Il n’y a plus de doute. Il y a du divin en elle.
*
C’est en Pasteur que je suis reçu chez Aline. Au moment où j’entre chez eux, j’entends le la de la cloche de la Basique. Il est et demi mais je ne sais pas de quelle heure. Je trouve ça symbolique de la situation. Avec leur couple je suis un peu perdu aussi. Elle me reçoit en privé dans son petit salon et m’explique :
- Je voudrais ta bénédiction, Patrice.
- Quelle bénédiction ?
- Celle du mariage.
- Mais ça n’existe plus.
- Ce serait peut-être l’occasion de le remettre au goût du jour.
- Le goût d’unir une arrière grand-mère avec son petit fils ?
- Avec la fusion et ma correction génétique, je ne suis plus la même. Cette union devient possible et saine. Et ne me parle pas de morale chrétienne ou autre, ça n’existe plus non plus.

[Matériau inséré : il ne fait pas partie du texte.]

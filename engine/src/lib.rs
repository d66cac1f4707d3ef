pub mod config;
pub mod game;
pub mod logger;
pub mod session;

pub use config::EngineConfig;
pub use game::{
    BOARD_SIDE, Board, CELL_COUNT, GameState, GameStatus, LineKind, Mark, WinningLine, check_win,
};
pub use logger::init_logger;
pub use session::{GameBroadcaster, GameController, GameOverNotification, GameStateUpdate};
use crate::game::{CELL_COUNT, GameState, GameStatus, Mark, WinningLine};

#[derive(Clone, Debug)]
pub struct GameStateUpdate {
    pub board: [Mark; CELL_COUNT],
    pub status: GameStatus,
    pub current_mark: Mark,
    pub status_text: &'static str,
    pub winning_line: Option<WinningLine>,
}

impl GameStateUpdate {
    pub fn from_state(state: &GameState) -> Self {
        Self {
            board: *state.board().cells(),
            status: state.status(),
            current_mark: state.current_mark(),
            status_text: state.status_text(),
            winning_line: state.winning_line(),
        }
    }
}

#[derive(Clone, Debug)]
pub struct GameOverNotification {
    pub status: GameStatus,
    pub winner: Option<Mark>,
    pub winning_line: Option<WinningLine>,
}

impl GameOverNotification {
    pub fn from_state(state: &GameState) -> Self {
        Self {
            status: state.status(),
            winner: state.status().winner(),
            winning_line: state.winning_line(),
        }
    }
}
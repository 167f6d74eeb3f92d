#![forbid(unsafe_code)]

//! Dataset loading errors.
//!
//! Sorting, filtering, and windowing cannot fail; only getting the records
//! into memory can.

use std::fmt;
use std::io;

/// Errors raised while loading a dataset.
#[derive(Debug)]
pub enum DatasetError {
    /// The dataset file could not be read.
    Io(io::Error),
    /// The input is not a JSON array of college records.
    Parse(serde_json::Error),
    /// Two records share an identifier.
    DuplicateId(u32),
}

impl fmt::Display for DatasetError {
    fn fmt(&self, f: &mut fmt::Formatter<'_>) -> fmt::Result {
        match self {
            DatasetError::Io(e) => write!(f, "I/O error: {e}"),
            DatasetError::Parse(e) => write!(f, "invalid dataset: {e}"),
            DatasetError::DuplicateId(id) => write!(f, "duplicate college id {id}"),
        }
    }
}

impl std::error::Error for DatasetError {
    fn source(&self) -> Option<&(dyn std::error::Error + 'static)> {
        match self {
            DatasetError::Io(e) => Some(e),
            DatasetError::Parse(e) => Some(e),
            DatasetError::DuplicateId(_) => None,
        }
    }
}

impl From<io::Error> for DatasetError {
    fn from(e: io::Error) -> Self {
        DatasetError::Io(e)
    }
}

impl From<serde_json::Error> for DatasetError {
    fn from(e: serde_json::Error) -> Self {
        DatasetError::Parse(e)
    }
}

/// Result type for dataset operations.
pub type DatasetResult<T> = Result<T, DatasetError>;
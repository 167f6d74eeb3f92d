#![forbid(unsafe_code)]

//! Logging facade.
//!
//! With the `tracing` feature the usual `tracing` macros are re-exported, so
//! callers write `ctab_core::debug!(...)` or `ctab_core::debug_span!(...)`.
//! Without it the same macro names expand to nothing (events) or to a
//! [`NoopSpan`] (spans), which keeps call sites free of `#[cfg]` noise.
//!
//! Span call sites should use `.entered()`, which both `tracing::Span` and
//! [`NoopSpan`] provide.

#[cfg(feature = "tracing")]
pub use tracing::{
    debug, debug_span, error, error_span, info, info_span, trace, trace_span, warn, warn_span,
};

#[cfg(not(feature = "tracing"))]
mod noop_macros {
    // Event macros: swallow their arguments.

    /// No-op `trace!` (tracing disabled).
    #[macro_export]
    macro_rules! trace {
        ($($arg:tt)*) => {};
    }

    /// No-op `debug!` (tracing disabled).
    #[macro_export]
    macro_rules! debug {
        ($($arg:tt)*) => {};
    }

    /// No-op `info!` (tracing disabled).
    #[macro_export]
    macro_rules! info {
        ($($arg:tt)*) => {};
    }

    /// No-op `warn!` (tracing disabled).
    #[macro_export]
    macro_rules! warn {
        ($($arg:tt)*) => {};
    }

    /// No-op `error!` (tracing disabled).
    #[macro_export]
    macro_rules! error {
        ($($arg:tt)*) => {};
    }

    // Span macros: evaluate to a NoopSpan.

    /// No-op `trace_span!` (tracing disabled).
    #[macro_export]
    macro_rules! trace_span {
        ($($arg:tt)*) => {
            $crate::logging::NoopSpan
        };
    }

    /// No-op `debug_span!` (tracing disabled).
    #[macro_export]
    macro_rules! debug_span {
        ($($arg:tt)*) => {
            $crate::logging::NoopSpan
        };
    }

    /// No-op `info_span!` (tracing disabled).
    #[macro_export]
    macro_rules! info_span {
        ($($arg:tt)*) => {
            $crate::logging::NoopSpan
        };
    }

    /// No-op `warn_span!` (tracing disabled).
    #[macro_export]
    macro_rules! warn_span {
        ($($arg:tt)*) => {
            $crate::logging::NoopSpan
        };
    }

    /// No-op `error_span!` (tracing disabled).
    #[macro_export]
    macro_rules! error_span {
        ($($arg:tt)*) => {
            $crate::logging::NoopSpan
        };
    }
}

/// Stand-in for `tracing::Span` when the `tracing` feature is off.
#[cfg(not(feature = "tracing"))]
#[derive(Debug, Clone, Copy, Default)]
pub struct NoopSpan;

#[cfg(not(feature = "tracing"))]
impl NoopSpan {
    /// Enter the span, returning a guard that does nothing.
    #[must_use]
    pub fn entered(self) -> NoopGuard {
        NoopGuard
    }

    /// Run `f` "inside" the span.
    pub fn in_scope<T>(&self, f: impl FnOnce() -> T) -> T {
        f()
    }
}

/// Guard returned by [`NoopSpan::entered`].
#[cfg(not(feature = "tracing"))]
#[derive(Debug)]
pub struct NoopGuard;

- Ce serait peut-être l’occasion de le remettre au goût du jour.
Elle pouffe. Willem nous rejoint. Il s’assoit tout près d’elle et lui prend la main. Ils s’embrassent et elle me regarde d’un air provocateur et hautain :
- Je suis enceinte.
Je n’ai pas envie de gérer ça. Mais maintenant que nous ne sommes plus en privé, je dois reprendre mon rôle d’homme d’Église ou ce qui l’en reste.
- Toutes mes félicitations, Aline et Willem, je vais vous confier à Sœur Scarlett pour tous les sacrements dont vous faites vœu.
Je reste prudent, je ne sais pas si il l’a déjà demandée en mariage ou l’inverse. Et ça laisse la porte ouverte au baptême également. Je me lève, eux aussi, je fais la bise à Aline et je sers la main de Willem. Et je leur confirme :
- Je serai toujours de votre côté. Pour quoi que ce soit. Soyez heureux.
Willem me raccompagne dehors et nous discutons entre le perron et la clôture blanche :
- Elle a le syndrome de Thomas. Son histoire se répète, avec toi.
- Je suis son histoire. Elle est mon histoire. Nous sommes notre histoire.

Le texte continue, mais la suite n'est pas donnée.